**Task requirements:** Nothing beyond the line containing "use tokio::sync::broadcast;" should be printed; print each line exactly from the first line of the listing below through it.

**Material for this task:**
//! # Auth API: `/auth/v1`
//!
//! [`store::AuthBackend`] for [`HttpBackend`] over a GoTrue-style API:
//!
//! | Operation | Request |
//! |-----------|---------|
//! | sign in | `POST /auth/v1/token?grant_type=password` |
//! | refresh | `POST /auth/v1/token?grant_type=refresh_token` |
//! | sign up | `POST /auth/v1/signup` with `data` = user metadata |
//! | sign out | `POST /auth/v1/logout` (bearer = access token) |
//! | reset email | `POST /auth/v1/recover?redirect_to=...` |
//! | password update | `PUT /auth/v1/user` (bearer = access token) |
//!
//! Sessions are kept client-side; `get_session` refreshes an expired session
//! with its refresh token before returning it.

mod config;
mod session;

pub use config::BackendConfig;
pub use session::{SessionFile, SESSION_FILE_NAME};

use chrono::{DateTime, Utc};
use serde::Deserialize;
use serde_json::{json, Value};
use store::{
    AuthBackend, AuthEvent, AuthEventKind, AuthSession, AuthUser, BackendError, SignUpResponse,
    UserMetadata,
};
use tokio::sync::broadcast;
use tracing::{debug, info, warn};

use crate::client::{is_success, HttpBackend};

/// Token grant response.
#[derive(Debug, Deserialize)]
pub(crate) struct TokenResponse {
    access_token: String,
    #[serde(default)]
    refresh_token: Option<String>,
    #[serde(default)]
    expires_in: Option<i64>,
    /// Unix seconds
    #[serde(default)]
    expires_at: Option<i64>,
    user: AuthUser,
}

impl TokenResponse {
    pub(crate) fn into_session(self, now: DateTime<Utc>) -> AuthSession {
        let expires_at = self
            .expires_at
            .and_then(|secs| DateTime::from_timestamp(secs, 0))
            .or_else(|| {
                self.expires_in
                    .map(|secs| now + chrono::Duration::seconds(secs))
            });
        AuthSession {
            access_token: self.access_token,
            refresh_token: self.refresh_token,
            expires_at,
            user: self.user,
        }
    }
}

/// Error body shapes returned by the auth API across versions.
#[derive(Debug, Default, Deserialize)]
struct AuthErrorBody {
    #[serde(default)]
    msg: Option<String>,
    #[serde(default)]
    message: Option<String>,
    #[serde(default)]
    error_description: Option<String>,
    #[serde(default)]
    error: Option<String>,
    #[serde(default)]
    error_code: Option<String>,
}

pub(crate) fn auth_error(status: u16, body: &str) -> BackendError {
    let parsed: AuthErrorBody = serde_json::from_str(body).unwrap_or_default();
    if parsed.error_code.as_deref() == Some("user_already_exists") {
        return BackendError::UserAlreadyRegistered;
    }
    let message = parsed
        .msg
        .or(parsed.message)
        .or(parsed.error_description)
        .or(parsed.error)
        .unwrap_or_else(|| format!("auth request failed with status {status}"));
    if message.to_lowercase().contains("already registered") {
        return BackendError::UserAlreadyRegistered;
    }
    BackendError::Auth {
        status: Some(status),
        message,
    }
}

/// Decode a signup body: a token grant when the account is confirmed at once,
/// otherwise the bare user awaiting email confirmation.
pub(crate) fn signup_response(body: &str, now: DateTime<Utc>) -> Result<SignUpResponse, BackendError> {
    let mut value: Value = serde_json::from_str(body)?;
    if value.get("access_token").is_some() {
        let token: TokenResponse = serde_json::from_value(value)?;
        let user = token.user.clone();
        return Ok(SignUpResponse {
            user,
            session: Some(token.into_session(now)),
        });
    }
    if value.get("id").is_none() {
        if let Some(user) = value.get_mut("user").map(Value::take) {
            value = user;
        }
    }
    // An existing email gets an obfuscated user with no identities.
    let no_identities = value
        .get("identities")
        .and_then(Value::as_array)
        .is_some_and(|identities| identities.is_empty());
    if no_identities {
        return Err(BackendError::UserAlreadyRegistered);
    }
    let user: AuthUser = serde_json::from_value(value)?;
    Ok(SignUpResponse {
        user,
        session: None,
    })
}

impl HttpBackend {
    async fn token_grant(&self, grant_type: &str, body: Value) -> Result<AuthSession, BackendError> {
        let request = self
            .http
            .post(self.config.endpoint("auth/v1/token"))
            .query(&[("grant_type", grant_type)])
            .json(&body);
        let (status, text) = self.execute(self.anonymous(request)).await?;
        if !is_success(status) {
            return Err(auth_error(status, &text));
        }
        let token: TokenResponse = serde_json::from_str(&text)?;
        Ok(token.into_session(Utc::now()))
    }

    async fn refresh(&self, refresh_token: &str) -> Result<AuthSession, BackendError> {
        debug!("refreshing expired session");
        let session = self
            .token_grant("refresh_token", json!({ "refresh_token": refresh_token }))
            .await?;
        self.replace_session(Some(session.clone()), AuthEventKind::TokenRefreshed);
        Ok(session)
    }
}

impl AuthBackend for HttpBackend {
    async fn get_session(&self) -> Result<Option<AuthSession>, BackendError> {
        let Some(session) = self.current_session() else {
            return Ok(None);
        };
        if !session.is_expired(Utc::now()) {
            return Ok(Some(session));
        }

        match session.refresh_token.as_deref() {
            Some(refresh_token) => match self.refresh(refresh_token).await {
                Ok(session) => Ok(Some(session)),
                Err(e) => {
                    warn!("session refresh failed: {}", e);
                    self.replace_session(None, AuthEventKind::SignedOut);
                    Err(e)
                }
            },
            None => {
                self.replace_session(None, AuthEventKind::SignedOut);
                Ok(None)
            }
        }
    }

    async fn sign_in_with_password(
        &self,
        email: &str,
        password: &str,
    ) -> Result<AuthSession, BackendError> {
        let session = self
            .token_grant(
                "password",
                json!({ "email": email.trim(), "password": password }),
            )
            .await?;
        info!(user_id = %session.user.id, "signed in");
        self.replace_session(Some(session.clone()), AuthEventKind::SignedIn);
        Ok(session)
    }

    async fn sign_up(
        &self,
        email: &str,
        password: &str,
        metadata: UserMetadata,
    ) -> Result<SignUpResponse, BackendError> {
        let request = self
            .http
            .post(self.config.endpoint("auth/v1/signup"))
            .json(&json!({ "email": email.trim(), "password": password, "data": metadata }));
        let (status, text) = self.execute(self.anonymous(request)).await?;
        if !is_success(status) {
            return Err(auth_error(status, &text));
        }

        let response = signup_response(&text, Utc::now())?;
        info!(user_id = %response.user.id, confirmed = response.session.is_some(), "account created");
        if let Some(session) = &response.session {
            self.replace_session(Some(session.clone()), AuthEventKind::SignedIn);
        }
        Ok(response)
    }

    async fn sign_out(&self) -> Result<(), BackendError> {
        if self.current_session().is_some() {
            let request = self.http.post(self.config.endpoint("auth/v1/logout"));
            let (status, text) = self.execute(self.authorize(request)).await?;
            // A token the server no longer knows is as good as signed out.
            if !is_success(status) && !matches!(status, 401 | 403 | 404) {
                return Err(auth_error(status, &text));
            }
        }
        self.replace_session(None, AuthEventKind::SignedOut);
        Ok(())
    }

    async fn reset_password_for_email(
        &self,
        email: &str,
        redirect_to: &str,
    ) -> Result<(), BackendError> {
        let request = self
            .http
            .post(self.config.endpoint("auth/v1/recover"))
            .query(&[("redirect_to", redirect_to)])
            .json(&json!({ "email": email.trim() }));
        let (status, text) = self.execute(self.anonymous(request)).await?;
        if !is_success(status) {
            return Err(auth_error(status, &text));
        }
        Ok(())
    }

    async fn update_user_password(&self, password: &str) -> Result<AuthUser, BackendError> {
        let Some(mut session) = self.current_session() else {
            return Err(BackendError::NotAuthenticated);
        };
        let request = self
            .http
            .put(self.config.endpoint("auth/v1/user"))
            .json(&json!({ "password": password }));
        let (status, text) = self.execute(self.authorize(request)).await?;
        if !is_success(status) {
            return Err(auth_error(status, &text));
        }

        let user: AuthUser = serde_json::from_str(&text)?;
        session.user = user.clone();
        self.replace_session(Some(session), AuthEventKind::UserUpdated);
        Ok(user)
    }

    fn subscribe(&self) -> broadcast::Receiver<AuthEvent> {
        self.subscribe_events()
    }
}

#[cfg(test)]
mod tests {
    use super::*;
    use chrono::TimeZone;

    fn now() -> DateTime<Utc> {
        Utc.with_ymd_and_hms(2024, 1, 15, 12, 0, 0).unwrap()
    }

    const USER: &str = r#"{"id":"u1","email":"ada@example.com","user_metadata":{"name":"Ada"},"identities":[{"id":"i1"}]}"#;

    #[test]
    fn test_token_response_expiry_from_expires_in() {
        let body = format!(
            r#"{{"access_token":"a","refresh_token":"r","expires_in":3600,"token_type":"bearer","user":{USER}}}"#
        );
        let token: TokenResponse = serde_json::from_str(&body).unwrap();
        let session = token.into_session(now());
        assert_eq!(session.expires_at, Some(now() + chrono::Duration::seconds(3600)));
        assert_eq!(session.user.user_metadata.name.as_deref(), Some("Ada"));
    }

    #[test]
    fn test_auth_error_messages() {
        let err = auth_error(
            400,
            r#"{"code":400,"error_code":"invalid_credentials","msg":"Invalid login credentials"}"#,
        );
        assert_eq!(err.to_string(), "Invalid login credentials");

        let err = auth_error(
            400,
            r#"{"error":"invalid_grant","error_description":"Email not confirmed"}"#,
        );
        assert_eq!(err.to_string(), "Email not confirmed");

        let err = auth_error(502, "<html>bad gateway</html>");
        assert_eq!(err.to_string(), "auth request failed with status 502");
    }

    #[test]
    fn test_already_registered_is_distinct() {
        let err = auth_error(
            422,
            r#"{"code":422,"error_code":"user_already_exists","msg":"User already registered"}"#,
        );
        assert_eq!(err, BackendError::UserAlreadyRegistered);

        let err = auth_error(400, r#"{"msg":"User already registered"}"#);
        assert_eq!(err, BackendError::UserAlreadyRegistered);
    }

    #[test]
    fn test_signup_response_variants() {
        let confirmed = format!(r#"{{"access_token":"a","expires_in":60,"user":{USER}}}"#);
        let response = signup_response(&confirmed, now()).unwrap();
        assert!(response.session.is_some());

        let pending = signup_response(USER, now()).unwrap();
        assert_eq!(pending.user.id, "u1");
        assert!(pending.session.is_none());

        let wrapped = format!(r#"{{"user":{USER},"session":null}}"#);
        assert_eq!(signup_response(&wrapped, now()).unwrap().user.id, "u1");

        let obfuscated = r#"{"id":"u9","email":"ada@example.com","identities":[]}"#;
        assert_eq!(
            signup_response(obfuscated, now()).unwrap_err(),
            BackendError::UserAlreadyRegistered
        );
    }
}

**Task answer:**
//! # Auth API: `/auth/v1`
//!
//! [`store::AuthBackend`] for [`HttpBackend`] over a GoTrue-style API:
//!
//! | Operation | Request |
//! |-----------|---------|
//! | sign in | `POST /auth/v1/token?grant_type=password` |
//! | refresh | `POST /auth/v1/token?grant_type=refresh_token` |
//! | sign up | `POST /auth/v1/signup` with `data` = user metadata |
//! | sign out | `POST /auth/v1/logout` (bearer = access token) |
//! | reset email | `POST /auth/v1/recover?redirect_to=...` |
//! | password update | `PUT /auth/v1/user` (bearer = access token) |
//!
//! Sessions are kept client-side; `get_session` refreshes an expired session
//! with its refresh token before returning it.

mod config;
mod session;

pub use config::BackendConfig;
pub use session::{SessionFile, SESSION_FILE_NAME};

use chrono::{DateTime, Utc};
use serde::Deserialize;
use serde_json::{json, Value};
use store::{
    AuthBackend, AuthEvent, AuthEventKind, AuthSession, AuthUser, BackendError, SignUpResponse,
    UserMetadata,
};
use tokio::sync::broadcast;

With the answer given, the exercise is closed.